Why talk about business processes? For our particular needs, the answer is simple: processes are the basis of any automation, BPR (Business Process Reengineering), software development, and approaches to understand and improve businesses. The only way to deliver quality results is by truly understanding how processes work and how they interact with each other to accomplish the final goal.
So, what’s a process? In plain terms, a process can be considered as any task or group of tasks that produces output from input received. The keyword here is “produces”; in other words, a task can be considered a process if it generates an output that is different from the input received. A process might be as simple as receiving a paper document and creating a digital copy from it using a scanner, or as complex as creating electronic devices from its components. First figure below illustrates a process from this point of view.
Now, from a business perspective, all processes should work together to support company goals. The best way to understand business processes at your company is to start from a 10,000 feet view of the company and break down the main processes into smaller ones. But, for illustration purposes, we’ll start from a simple department: the warehouse. Consider the main process within the warehouse department for retail Company X (figure below). At high level, the warehouse process receives purchased products, and ships them to customers.
Once we understand the main goals of the warehouse process, it’s easier to focus on these goals while we break the main process down. We know the warehouse process receives and ships products, but how does it do it?

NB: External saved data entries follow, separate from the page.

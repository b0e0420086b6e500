//! Passengers and the kinds that determine their value on delivery.

use serde::{Deserialize, Serialize};

/// What kind of rider a passenger is. The kind decides the delivery reward.
#[derive(Debug, Clone, Copy, PartialEq, Eq, Hash, Serialize, Deserialize)]
#[serde(rename_all = "lowercase")]
pub enum PassengerKind {
    /// An ordinary rider, worth one point.
    Passenger,
    /// Dead weight. Delivering one costs points.
    Brick,
    /// A valued rider worth a large bonus.
    Vip,
    /// Extends the remaining time when delivered.
    Mechanic,
}

impl PassengerKind {
    /// The kind's name prefixed with an indefinite article, for event text.
    pub fn with_article(self) -> &'static str {
        match self {
            Self::Passenger => "a passenger",
            Self::Brick => "a brick",
            Self::Vip => "a VIP",
            Self::Mechanic => "a mechanic",
        }
    }
}

impl std::fmt::Display for PassengerKind {
    fn fmt(&self, f: &mut std::fmt::Formatter<'_>) -> std::fmt::Result {
        match self {
            Self::Passenger => write!(f, "passenger"),
            Self::Brick => write!(f, "brick"),
            Self::Vip => write!(f, "VIP"),
            Self::Mechanic => write!(f, "mechanic"),
        }
    }
}

/// A single rider. Fields never change after creation; only the container
/// holding the passenger does.
#[derive(Debug, Clone, Copy, PartialEq, Eq, Serialize, Deserialize)]
pub struct Passenger {
    /// The passenger's kind.
    pub kind: PassengerKind,
    /// The floor index the passenger wants to reach.
    pub target_floor: usize,
}

impl Passenger {
    /// Create a passenger of the given kind bound for `target_floor`.
    pub fn new(kind: PassengerKind, target_floor: usize) -> Self {
        Self { kind, target_floor }
    }

    /// An ordinary passenger bound for `target_floor`.
    pub fn ordinary(target_floor: usize) -> Self {
        Self::new(PassengerKind::Passenger, target_floor)
    }
}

Well, now it’s time to break the process down in smaller pieces in order to better understand it. The next figure illustrates what happens within the warehouse process. Basically, the main warehouse process has been broken down into two smaller processes: receiving and shipping process. In our illustration, the goal of the receiving process is to receive and store the product in the right location within the warehouse, while the shipping process focuses on retrieving and shipping the stored product to customers.
If we break down the shipping process, we might find several smaller tasks such as find product location, retrieve product, pack product, print shipping label, ship product, and so on. The same holds true for the receiving process, but with different tasks. Just remember, this is a very narrow view of the warehouse process, which ignores interactions with processes outside of the warehouse as well as other warehouse internal processes. For instance, a wider view of the process would also include the purchasing process output, the purchase order, that would be sent as input to the receiving process, enabling the warehouse to receive products. On the same hand, a sales order would be sent by the sales process as input to the shipping process, triggering the shipping of a product to a customer.
Basically, the breakdown process continues until we have a complete understanding on how all the pieces fit together. It’s usually necessary to interview users at several levels in the organization to obtain the full picture we’re looking for. Top executives are usually concerned about the big picture and they can give you a nice view of the company and all major processes from 10,000 feet. Once you start to break down the processes, you’ll have to step down to lower managerial levels for better quality input. And don’t forget those who actually perform the work as they’ll provide you with the best input at the lowest level.
Now more than ever, companies are looking for people who are able to help they achieve their goals and make their business more competitive. Truly understanding how business processes fit together and being able to provide effective business solutions are key factors in helping not only businesses, but also yourself, succeed.